Bshar el Kh-ir Project

To breed and reintroduce northern bald ibises into their former range in Morocco


Until the 1940s, the Waldrapp ibis, Geronticus eremita,  used to breed throughout Morocco, from the Anti-Atlas in the northeast to the High Atlas and the steep sandstone cliffs at the Atlantic coast in the south. At that time there were about 38 breeding colonies with a total of more than 1000 birds. The number of birds declined to 346 specimens in 1983, and reached an all-time low in 1998 with only 180 birds. The current number of about 300 birds all belong to the two remaining colonies in the region of Agadir.


Over the past 20 years, several organizations made efforts to prevent the Waldrapp ibis from extinction in the wild. In 1991, the Souss-Massa National Park south of Agadir was founded, in order to protect the remaining two breeding colonies at the Atlantic coast. Although some promising results have been achieved, the status of this non-migratory population is still extremely vulnerable. The porous sandstone of their breeding ledges is exposed to erosion, the feeding grounds suffer from several years of drought and extensive land utilization, which forces the birds to search for food in more distant areas. In their absence, eggs and chicks fall easy prey to predators like ravens, seagulls, cormorants, or falcons.


Members of the World Association of Zoos and Aquariums and the wider WAZA-Network have more than 1200 Waldrapp ibises in their care.

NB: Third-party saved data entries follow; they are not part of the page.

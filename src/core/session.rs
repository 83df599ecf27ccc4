//! Session-record derivation: the one place a live seat turns into an
//! immutable ledger entry.

use crate::models::{BuyInValue, Seat, SessionRecord, TransferNote};
use crate::utils::time::render_timestamp;
use chrono::{DateTime, Local};

/// Derive the closing record for a seat's current session.
///
/// Final active/rest counts come from the same projection rule the live
/// display uses; a seat that never opened a session (`session_start` unset)
/// yields no record.
pub fn close_session(
    seat: &Seat,
    table_id: &str,
    table_name: &str,
    now: DateTime<Local>,
    buy_in: BuyInValue,
    transfer: Option<TransferNote>,
) -> Option<SessionRecord> {
    let started = seat.session_start?;

    Some(SessionRecord {
        table_id: table_id.to_string(),
        table_name: table_name.to_string(),
        seat_id: seat.id,
        member: seat.member.clone(),
        started_at: render_timestamp(started),
        ended_at: render_timestamp(now),
        active_seconds: seat.active_seconds_at(now),
        rest_seconds: seat.rest_seconds_at(now),
        buy_in,
        transfer,
    })
}
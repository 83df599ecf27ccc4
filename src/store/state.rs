//! Snapshot persistence: the whole room lives as one JSON document under a
//! fixed key, rewritten in full on every mutation.

use crate::errors::{AppError, AppResult};
use crate::models::{SEATS_PER_TABLE, Table};
use crate::store::DbPool;
use chrono::Local;
use rusqlite::{Connection, OptionalExtension, params};
use std::io;

/// Storage key of the current snapshot format.
pub const STATE_KEY: &str = "tables/v1";

/// Tables a fresh room starts with.
pub const DEFAULT_TABLE_COUNT: usize = 4;

/// Ensure the `app_state` and `log` tables exist.
pub fn init_store(conn: &Connection) -> AppResult<()> {
    conn.execute_batch(
        r#"
        CREATE TABLE IF NOT EXISTS app_state (
            key        TEXT PRIMARY KEY,
            value      TEXT NOT NULL,
            updated_at TEXT NOT NULL
        );

        CREATE TABLE IF NOT EXISTS log (
            id        INTEGER PRIMARY KEY AUTOINCREMENT,
            date      TEXT NOT NULL,
            operation TEXT NOT NULL,
            target    TEXT DEFAULT '',
            message   TEXT NOT NULL
        );
        "#,
    )?;
    Ok(())
}

/// The default room: four stopped tables with nine idle seats each.
pub fn default_tables() -> Vec<Table> {
    (1..=DEFAULT_TABLE_COUNT)
        .map(|n| Table::fresh(&format!("T{n}"), &format!("Table {n}")))
        .collect()
}

/// Load the full table set.
///
/// A missing row or an unreadable snapshot degrades to the default room so
/// the tool always starts; only real database errors surface to the caller.
pub fn load_tables(pool: &mut DbPool) -> AppResult<Vec<Table>> {
    let mut stmt = pool
        .conn
        .prepare_cached("SELECT value FROM app_state WHERE key = ?1")?;
    let blob: Option<String> = stmt.query_row([STATE_KEY], |row| row.get(0)).optional()?;

    let Some(raw) = blob else {
        return Ok(default_tables());
    };

    match serde_json::from_str::<Vec<Table>>(&raw) {
        Ok(tables) if snapshot_is_sound(&tables) => Ok(tables),
        _ => Ok(default_tables()),
    }
}

/// Persist the full table set under the fixed key.
pub fn save_tables(pool: &mut DbPool, tables: &[Table]) -> AppResult<()> {
    let blob = serde_json::to_string(tables).map_err(|e| {
        AppError::from(io::Error::other(format!("state serialization error: {e}")))
    })?;
    let now = Local::now().to_rfc3339();

    pool.conn.execute(
        "INSERT INTO app_state (key, value, updated_at) VALUES (?1, ?2, ?3)
         ON CONFLICT(key) DO UPDATE SET value = excluded.value,
                                        updated_at = excluded.updated_at",
        params![STATE_KEY, blob, now],
    )?;
    Ok(())
}

// A usable snapshot has at least one table and exactly nine seats numbered
// 1..=9 on each of them.
fn snapshot_is_sound(tables: &[Table]) -> bool {
    !tables.is_empty()
        && tables.iter().all(|t| {
            t.seats.len() == SEATS_PER_TABLE
                && t.seats
                    .iter()
                    .enumerate()
                    .all(|(i, s)| s.id == (i + 1) as u8)
        })
}
use crate::cli::parser::{Cli, Commands};
use crate::config::Config;
use crate::core::seats::{self, SeatUp};
use crate::errors::{AppError, AppResult};
use crate::models::SeatStatus;
use crate::store;
use crate::store::state::{load_tables, save_tables};
use crate::ui::messages::{info, success};
use crate::utils::{format_amount, format_hms};

use super::{ask_confirmation, audit, find_table_index, resolve_now};

/// Handle the single-seat commands: `member`, `sit`, `rest`, `leave`, `buyin`.
pub fn handle(cli: &Cli, cfg: &Config) -> AppResult<()> {
    match &cli.command {
        Commands::Member { table, seat, name } => member(cfg, table, *seat, name),
        Commands::Sit { table, seat, at } => sit(cli, cfg, table, *seat, at),
        Commands::Rest { table, seat, at } => rest(cfg, table, *seat, at),
        Commands::Leave { table, seat, at } => leave(cfg, table, *seat, at),
        Commands::Buyin {
            table,
            seat,
            amount,
        } => buyin(cfg, table, *seat, *amount),
        _ => Ok(()),
    }
}

fn member(cfg: &Config, table: &str, seat: u8, name: &str) -> AppResult<()> {
    let mut pool = store::open(&cfg.database)?;
    let mut tables = load_tables(&mut pool)?;
    let idx = find_table_index(&tables, table)?;

    let updated = seats::set_member(&tables[idx], seat, name)?;
    tables[idx] = updated;
    save_tables(&mut pool, &tables)?;

    let trimmed = name.trim();
    let message = if trimmed.is_empty() {
        format!("Seat {} name cleared", seat)
    } else {
        format!("Seat {} assigned to {}", seat, trimmed)
    };
    audit(&pool, "member", table, &message);
    success(message);
    Ok(())
}

fn sit(cli: &Cli, cfg: &Config, table: &str, seat: u8, at: &Option<String>) -> AppResult<()> {
    let now = resolve_now(at)?;
    let mut pool = store::open(&cfg.database)?;
    let mut tables = load_tables(&mut pool)?;
    let idx = find_table_index(&tables, table)?;

    match seats::seat_up(&tables[idx], seat, now)? {
        SeatUp::Applied(updated) => {
            let name = updated
                .seat(seat)
                .map(|s| s.member.clone())
                .unwrap_or_default();
            tables[idx] = updated;
            save_tables(&mut pool, &tables)?;

            audit(
                &pool,
                "sit",
                table,
                &format!("{} seated on seat {}", name, seat),
            );
            success(format!("{} is seated on seat {}", name, seat));
        }
        SeatUp::TransferPending {
            member,
            from_seat,
            to_seat,
        } => {
            let prompt = format!(
                "{} is already on seat {}. Move them to seat {}?",
                member, from_seat, to_seat
            );
            if !cli.yes && !ask_confirmation(&prompt) {
                info("Operation cancelled.");
                return Ok(());
            }

            let updated = seats::commit_transfer(&tables[idx], from_seat, to_seat, now)?;
            tables[idx] = updated;
            save_tables(&mut pool, &tables)?;

            let message = format!(
                "{} moved from seat {} to seat {}",
                member, from_seat, to_seat
            );
            audit(&pool, "sit", table, &message);
            success(message);
        }
    }
    Ok(())
}

fn rest(cfg: &Config, table: &str, seat: u8, at: &Option<String>) -> AppResult<()> {
    let now = resolve_now(at)?;
    let mut pool = store::open(&cfg.database)?;
    let mut tables = load_tables(&mut pool)?;
    let idx = find_table_index(&tables, table)?;

    let current = tables[idx]
        .seat(seat)
        .ok_or_else(|| AppError::InvalidSeat(seat.to_string()))?;
    if current.status != SeatStatus::Seated {
        info(format!("Seat {} is not seated; nothing to do.", seat));
        return Ok(());
    }

    let updated = seats::rest(&tables[idx], seat, now)?;
    let name = updated
        .seat(seat)
        .map(|s| s.member.clone())
        .unwrap_or_default();
    tables[idx] = updated;
    save_tables(&mut pool, &tables)?;

    audit(
        &pool,
        "rest",
        table,
        &format!("{} resting from seat {}", name, seat),
    );
    success(format!("{} is resting (seat {})", name, seat));
    Ok(())
}

fn leave(cfg: &Config, table: &str, seat: u8, at: &Option<String>) -> AppResult<()> {
    let now = resolve_now(at)?;
    let mut pool = store::open(&cfg.database)?;
    let mut tables = load_tables(&mut pool)?;
    let idx = find_table_index(&tables, table)?;

    let current = tables[idx]
        .seat(seat)
        .ok_or_else(|| AppError::InvalidSeat(seat.to_string()))?;
    if !current.is_occupied() {
        info(format!("Seat {} is already free.", seat));
        return Ok(());
    }

    let updated = seats::leave(&tables[idx], seat, now)?;
    let record = updated.ledger.last().cloned();
    tables[idx] = updated;
    save_tables(&mut pool, &tables)?;

    if let Some(r) = record {
        let message = format!(
            "{} left seat {} (active {}, rest {}, buy-in {})",
            r.member,
            seat,
            format_hms(r.active_seconds),
            format_hms(r.rest_seconds),
            r.buy_in.display()
        );
        audit(&pool, "leave", table, &message);
        success(message);
    }
    Ok(())
}

fn buyin(cfg: &Config, table: &str, seat: u8, amount: f64) -> AppResult<()> {
    let mut pool = store::open(&cfg.database)?;
    let mut tables = load_tables(&mut pool)?;
    let idx = find_table_index(&tables, table)?;

    let updated = seats::add_buy_in(&tables[idx], seat, amount)?;
    let total = updated.seat(seat).map(|s| s.buy_in).unwrap_or_default();
    tables[idx] = updated;
    save_tables(&mut pool, &tables)?;

    audit(
        &pool,
        "buyin",
        table,
        &format!(
            "Seat {} buy-in +{} (total {})",
            seat,
            format_amount(amount.max(0.0)),
            format_amount(total)
        ),
    );
    success(format!(
        "Seat {} buy-in is now {}",
        seat,
        format_amount(total)
    ));
    Ok(())
}
// src/export/fs_utils.rs

use crate::errors::{AppError, AppResult};
use crate::ui::messages::{info, warning};
use std::io::{self, Write};
use std::path::Path;

/// Guard against silently clobbering an existing file.
///
/// Missing file or `force` passes straight through; otherwise the user is
/// asked, and declining aborts the export with the state untouched.
pub(crate) fn ensure_writable(path: &Path, force: bool) -> AppResult<()> {
    if !path.exists() || force {
        return Ok(());
    }

    warning(format!("The file '{}' already exists.", path.display()));
    print!("Overwrite? [y/N]: ");
    io::stdout().flush().ok();

    let mut answer = String::new();
    io::stdin().read_line(&mut answer)?;

    match answer.trim().to_ascii_lowercase().as_str() {
        "y" | "yes" => {
            info("Existing file will be overwritten.");
            Ok(())
        }
        _ => Err(AppError::Export(
            "cancelled: existing file not overwritten".to_string(),
        )),
    }
}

In 1999, a co-operation agreement was signed by the Ministry of Forestry, a consortium of zoos from the German-speaking area and other stakeholders, with a view of establishing a breeding station at Ain Tijja-Mezguitem in the north-east of Morocco, maintaining and breeding of an ex situ ibis population at that station and eventually releasing ibises bred at the station and establishing an ibis population able to survive in its natural habitat. The station was built, and the first zoo-bred birds introduced, in the year 2000. A second import of zoo-bred birds as well as the construction of an information centre took place in 2004. After the birds' diet was changed in 2006, six pairs bred, and six offspring hatched from five nests and were successfully reared. In 2007 there were 19 birds (13 adults and 6 juveniles) in the aviary.

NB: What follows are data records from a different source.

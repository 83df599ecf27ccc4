// src/export/logic.rs

use crate::errors::{AppError, AppResult};
use crate::export::ExportFormat;
use crate::export::fs_utils::ensure_writable;
use crate::export::json_csv::{export_csv, export_json};
use crate::export::sheet::build_sheet;
use crate::models::Table;
use chrono::{DateTime, Local};
use std::io;
use std::path::{Path, PathBuf};

/// Logica di alto livello per l'export.
pub struct ExportLogic;

impl ExportLogic {
    /// Export a table snapshot to an explicit file.
    ///
    /// - `format`: "csv" | "json"
    /// - `file`: absolute path of the output file
    /// - `force`: skip the overwrite confirmation
    pub fn export_to_file(
        table: &Table,
        now: DateTime<Local>,
        format: ExportFormat,
        file: &str,
        force: bool,
    ) -> AppResult<()> {
        let path = Path::new(file);

        if !path.is_absolute() {
            return Err(AppError::from(io::Error::other(format!(
                "Output file path must be absolute: {file}"
            ))));
        }

        ensure_writable(path, force)?;
        Self::write(table, now, format, path)
    }

    /// Auto-export used by `close` and `reset`: CSV into `export_dir` with a
    /// filename derived from the table id and the closing timestamp.
    pub fn auto_export(
        table: &Table,
        now: DateTime<Local>,
        export_dir: &str,
    ) -> AppResult<PathBuf> {
        let dir = Path::new(export_dir);
        std::fs::create_dir_all(dir)?;

        let name = format!("{}_{}.csv", table.id, now.format("%Y%m%d-%H%M%S"));
        let path = dir.join(name);

        Self::write(table, now, ExportFormat::Csv, &path)?;
        Ok(path)
    }

    fn write(
        table: &Table,
        now: DateTime<Local>,
        format: ExportFormat,
        path: &Path,
    ) -> AppResult<()> {
        let sheet = build_sheet(table, now);
        match format {
            ExportFormat::Csv => export_csv(&sheet, path),
            ExportFormat::Json => export_json(&sheet, path),
        }
    }
}
/// ANSI color helper utilities for terminal output.
pub const RESET: &str = "\x1b[0m";

pub const GREY: &str = "\x1b[90m";

pub const RED: &str = "\x1b[31m";
pub const GREEN: &str = "\x1b[32m";

pub const YELLOW: &str = "\x1b[33m";
pub const BLUE: &str = "\x1b[34m";
pub const CYAN: &str = "\x1b[36m";

/// Seat status color:
/// seated → green
/// rest → yellow
/// idle → grey
pub fn color_for_status(code: &str) -> &'static str {
    match code {
        "seated" => GREEN,
        "rest" => YELLOW,
        _ => GREY,
    }
}

/// Returns GREY when the field is empty (None or ""), and RESET otherwise.
pub fn color_for_optional_field<T: AsRef<str>>(value: Option<T>) -> &'static str {
    match value {
        Some(v) if !v.as_ref().trim().is_empty() => RESET,
        _ => GREY,
    }
}

/// Running/stopped clock color for the tables listing.
pub fn color_for_clock(is_running: bool) -> &'static str {
    if is_running { GREEN } else { GREY }
}
use crate::utils::formatting::format_amount;
use serde::{Deserialize, Serialize};

/// Direction of a seat transfer, as seen from the record's own seat.
#[derive(Debug, Clone, Copy, Serialize, Deserialize, PartialEq, Eq)]
#[serde(tag = "dir", content = "seat", rename_all = "lowercase")]
pub enum TransferNote {
    /// Session ended because the member moved to the given seat.
    To(u8),
    /// Session began because the member moved in from the given seat.
    From(u8),
}

impl TransferNote {
    pub fn display(&self) -> String {
        match self {
            TransferNote::To(seat) => format!("moved to seat {}", seat),
            TransferNote::From(seat) => format!("moved from seat {}", seat),
        }
    }
}

/// What the buy-in column of a session record shows: a real amount, or a
/// transfer marker when the chips followed the member to another seat.
/// Only `Amount` rows count toward the export total.
#[derive(Debug, Clone, Copy, Serialize, Deserialize, PartialEq)]
#[serde(tag = "kind", content = "value", rename_all = "lowercase")]
pub enum BuyInValue {
    Amount(f64),
    TransferOut(u8),
}

impl BuyInValue {
    pub fn display(&self) -> String {
        match self {
            BuyInValue::Amount(v) => format_amount(*v),
            BuyInValue::TransferOut(seat) => format!("moved to seat {}", seat),
        }
    }

    pub fn numeric(&self) -> Option<f64> {
        match self {
            BuyInValue::Amount(v) => Some(*v),
            BuyInValue::TransferOut(_) => None,
        }
    }
}

/// Immutable ledger entry closing one seating session.
/// Appended exactly once when a seat is vacated; never edited afterwards.
#[derive(Debug, Clone, Serialize, Deserialize, PartialEq)]
pub struct SessionRecord {
    pub table_id: String,
    pub table_name: String,
    pub seat_id: u8,
    pub member: String,
    pub started_at: String,
    pub ended_at: String,
    pub active_seconds: i64,
    pub rest_seconds: i64,
    pub buy_in: BuyInValue,
    pub transfer: Option<TransferNote>,
}

impl SessionRecord {
    /// Session length as recorded (active + rest), for the HH:MM:SS column.
    pub fn duration_seconds(&self) -> i64 {
        self.active_seconds + self.rest_seconds
    }

    /// Date part of the session end, e.g. `2025-06-01`.
    pub fn ended_date(&self) -> &str {
        self.ended_at.get(..10).unwrap_or(&self.ended_at)
    }
}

The project is well accepted by the local population as it supplies drinking water and provides working and educational opportunities. Bshar el Kh-ir could also become a major institution for research and implementation in the context of the Single Species Action Plan published by the African-Eurasian Waterbird Agreement (AEWA) in 2006. A return of waldrapp ibises to the wild will be considered only once the ex situ population has reached a certain size, all requirements are met and the Moroccan authorities in collaboration with the national and international scientific institutions involved have given their consent.


WAZA Conservation Project 04013 is operated jointly under a MOU concluded between the Moroccan Ministry of Forestry, the Waldrapp Working Group consisting of the zoos of Munich (Tierpark Hellabrunn), Vienna, Berlin-Tierpark, Nuremberg, Rabat and Bern, the local conservation society of Tazekka (ATED) the company HolCim Maroc and the Council of Mezguitem.